Intermolecular charge-transfer (CT) complexes between a wide range of carbonyl compounds and iodine monochloride were spectroscopically studied in the UV–visible region. Equilibrium constants and Gibbs energy changes of 1:1 charge transfer complexes were determined in CCl4 solution. The ICl basicity scale in CCl4 of the set of carbonyl derivatives included in this study is well correlated with the I2 basicity scale in the same solvent. Ab initio calculations at HF/LANL2DZ* and MP2(full)/LANL2DZ* were carried out in order to clarify the structures of these CT complexes. Two different conformations, depending on the characteristics of the substituents, may be found. In one of them the ICl moiety lies in the plane of the carbonyl group, in the other the ICl subunit is perpendicular to the CO group.

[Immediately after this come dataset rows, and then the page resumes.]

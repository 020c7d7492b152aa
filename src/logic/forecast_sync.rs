use super::calculations::{any_rain_likely, daily_rainfall, mean_qpf};
use crate::config::ForecastConfig;
use crate::datasources::ForecastClient;
use crate::models::{DailyRainfall, ForecastPeriod, GridReference, PrecipitationSample, StageStatus};
use serde::Serialize;
use std::sync::Arc;
use tokio::sync::RwLock;

/// Everything one forecast refresh produced. Steps that failed leave their
/// fields empty and say so in `status`.
#[derive(Debug, Clone, PartialEq, Serialize)]
pub struct ForecastSnapshot {
    pub grid: Option<GridReference>,
    pub periods: Vec<ForecastPeriod>,
    pub precipitation: Vec<PrecipitationSample>,
    /// False when the QPF grid could not be fetched.
    pub precipitation_available: bool,
    pub status: StageStatus,
}

impl Default for ForecastSnapshot {
    fn default() -> Self {
        Self {
            grid: None,
            periods: Vec::new(),
            precipitation: Vec::new(),
            precipitation_available: false,
            status: StageStatus::warning("No forecast requested"),
        }
    }
}

impl ForecastSnapshot {
    fn failed(message: String) -> Self {
        Self {
            status: StageStatus::error(message),
            ..Default::default()
        }
    }

    pub fn skipped(reason: impl Into<String>) -> Self {
        Self {
            status: StageStatus::warning(reason),
            ..Default::default()
        }
    }

    /// (rain forecast, mean QPF inches) for the rule engine. Without the
    /// precipitation grid both fall back to "no rain".
    pub fn rain_signal(&self) -> (bool, f64) {
        if !self.precipitation_available {
            return (false, 0.0);
        }
        (any_rain_likely(&self.periods), mean_qpf(&self.precipitation))
    }

    pub fn daily_rainfall(&self) -> Vec<DailyRainfall> {
        daily_rainfall(&self.precipitation)
    }
}

pub struct ForecastSync {
    client: ForecastClient,
    current: Arc<RwLock<Option<ForecastSnapshot>>>,
}

impl ForecastSync {
    pub fn new(client: ForecastClient) -> Self {
        Self {
            client,
            current: Arc::new(RwLock::new(None)),
        }
    }

    /// Resolve the grid, then fetch periods, then QPF. Never fails: each
    /// step's error is logged and becomes the snapshot's status.
    pub async fn refresh(&self, lat: f64, lon: f64) -> ForecastSnapshot {
        let snapshot = self.fetch(lat, lon).await;
        let mut current = self.current.write().await;
        *current = Some(snapshot.clone());
        snapshot
    }

    async fn fetch(&self, lat: f64, lon: f64) -> ForecastSnapshot {
        let grid = match self.client.resolve_grid(lat, lon).await {
            Ok(grid) => grid,
            Err(e) => {
                tracing::warn!("Failed to resolve forecast grid: {}", e);
                return ForecastSnapshot::failed(format!("Forecast grid lookup failed: {}", e));
            }
        };

        let periods = match self.client.fetch_period_forecast(&grid).await {
            Ok(periods) => periods,
            Err(e) => {
                tracing::warn!("Failed to fetch period forecast: {}", e);
                return ForecastSnapshot {
                    grid: Some(grid),
                    ..ForecastSnapshot::failed(format!("Period forecast failed: {}", e))
                };
            }
        };

        match self.client.fetch_precipitation_grid(&grid).await {
            Ok(precipitation) => {
                tracing::debug!(
                    "Forecast updated: {} periods, {} QPF samples",
                    periods.len(),
                    precipitation.len()
                );
                let message = format!(
                    "Forecast for {} {},{}: {} periods, {} precipitation samples",
                    grid.office,
                    grid.grid_x,
                    grid.grid_y,
                    periods.len(),
                    precipitation.len()
                );
                ForecastSnapshot {
                    grid: Some(grid),
                    periods,
                    precipitation,
                    precipitation_available: true,
                    status: StageStatus::ok(message),
                }
            }
            Err(e) => {
                tracing::warn!("Failed to fetch precipitation grid: {}", e);
                ForecastSnapshot {
                    grid: Some(grid),
                    periods,
                    precipitation: Vec::new(),
                    precipitation_available: false,
                    status: StageStatus::warning(format!("Precipitation grid failed: {}", e)),
                }
            }
        }
    }

    /// Last snapshot produced by `refresh`, if any.
    pub async fn latest(&self) -> Option<ForecastSnapshot> {
        self.current.read().await.clone()
    }

    pub async fn invalidate(&self) {
        self.client.clear_cache().await;
        *self.current.write().await = None;
    }
}

/// Forecast for the given location, falling back to the configured one.
/// Without any location the forecast is skipped and reads as "no rain".
pub async fn forecast_for(
    config: &ForecastConfig,
    lat: Option<f64>,
    lon: Option<f64>,
) -> ForecastSnapshot {
    let (Some(lat), Some(lon)) = (lat.or(config.latitude), lon.or(config.longitude)) else {
        tracing::warn!("No field location configured; skipping forecast");
        return ForecastSnapshot::skipped("No location; forecast skipped");
    };

    match ForecastClient::new(config.clone()) {
        Ok(client) => ForecastSync::new(client).refresh(lat, lon).await,
        Err(e) => {
            tracing::warn!("Failed to build forecast client: {}", e);
            ForecastSnapshot::failed(format!("Forecast client unavailable: {}", e))
        }
    }
}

The perpendicular complexes are favored by bulky substituents for which the HOMO has a clear π-character. Both kinds of complexes can be spectroscopically distinguished since they present the CT absorption at different wavelengths. In both kinds of complexes the carbonyl–ICl interaction is essentially electrostatic. The substituent effects were analyzed through the use of the Taft–Topsom model. Experimental data in solution and theoretical estimates were found to follow a good linear relationship.